Release and Promotion

In 2009, following ten years of limited edition Christmas-themed singles and digital downloads, MxPx collected all their previous holiday material into the compilation Punk Rawk Christmas through the band's own record label Rock City Recording Company. This version of the record was released on CD and sold through Amazon as well as the band's official website. It was also made available on digital download platforms and later digital streaming platforms. Simultaneously, a limited edition 7-inch record was released under the same title, featuring two songs from the CD and two demo versions exclusive to the seven-inch.

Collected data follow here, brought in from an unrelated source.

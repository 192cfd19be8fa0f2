//! mictl - interactive shell over a debugger's machine interface
//!
//! Launches the configured debugger, prints everything it reports and sends
//! each line read from stdin as a command, printing its result.

use std::io::Write;
use std::sync::Arc;

use anyhow::{Context, Result};
use mictl_engine::{AppConfig, ConfigLoader, DebuggerSession, MiControl};
use mictl_utils::{init_logging_with_config, LogConfig};
use tokio::io::{AsyncBufReadExt, BufReader};

mod cli;
mod commands;
mod output;

use cli::Args;
use commands::{parse_input, Input};
use output::{format_raw, format_result, EventPrinter};

#[tokio::main]
async fn main() -> Result<()> {
    let args = Args::parse_args();

    let mut config = load_config(&args)?;
    args.apply(&mut config);
    ConfigLoader::validate(&config)?;

    let logging = if args.verbose {
        LogConfig::development()
    } else {
        config.logging.clone()
    };
    init_logging_with_config(logging.with_env_override())?;
    tracing::info!("mictl starting");
    tracing::debug!("CLI args: {:?}", args);

    let session = DebuggerSession::launch(&config)
        .with_context(|| format!("Failed to launch {}", config.backend.program))?;
    session
        .control()
        .add_event_listener(Arc::new(EventPrinter::new(args.json)));

    let result = run_shell(session.control(), args.json).await;

    let status = session.terminate().await;
    tracing::info!(status = ?status, "mictl exiting");
    result
}

fn load_config(args: &Args) -> Result<AppConfig> {
    let config = match &args.config {
        Some(path) => ConfigLoader::load_from_path(path)?,
        None => ConfigLoader::load()?,
    };
    Ok(config)
}

/// Read commands until `quit`, end of input or the debugger going away
async fn run_shell(control: &MiControl, json: bool) -> Result<()> {
    let mut lines = BufReader::new(tokio::io::stdin()).lines();

    while control.is_active() {
        let Some(line) = lines.next_line().await.context("Failed to read stdin")? else {
            break;
        };

        let text = match parse_input(&line) {
            Input::Empty => continue,
            Input::Quit => break,
            Input::Mi(command) => format_result(&control.execute(command).await, json),
            Input::Console(command) => format_result(&control.execute(command).await, json),
            Input::Raw(command) => format_raw(&control.execute(command).await, json),
        };

        let mut stdout = std::io::stdout().lock();
        stdout.write_all(text.as_bytes())?;
        stdout.flush()?;
    }

    Ok(())
}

Shortly after the album's release Mike Herrera spoke with Alternative Press and explained the song "Christmas Night of the Living Dead" was re-titled, against his knowledge, to "Christmas Night of Zombies" when it originally appeared on the 2003 A Santa Cause compilation.

In December 2018, MxPx released a new Christmas song titled "December" and concurrently removed the full length version of the Punk Rawk Christmas album from digital platforms, replacing it with an EP of the same title. This EP features December and only five other tracks found on full length version of Punk Rawk Christmas. 

A music video for the song Gimee Christmas was directed by Mark Nash and Chris Craryand. It was released on Youtube on December 5, 2007 when Gimee Christmas was original released as a single.

Track listing

Notes
 The digital only "Red" version omits the tracks "Coal" and "Questions."

Personnel 
Adapted from Punk Rawk Christmas liner notes.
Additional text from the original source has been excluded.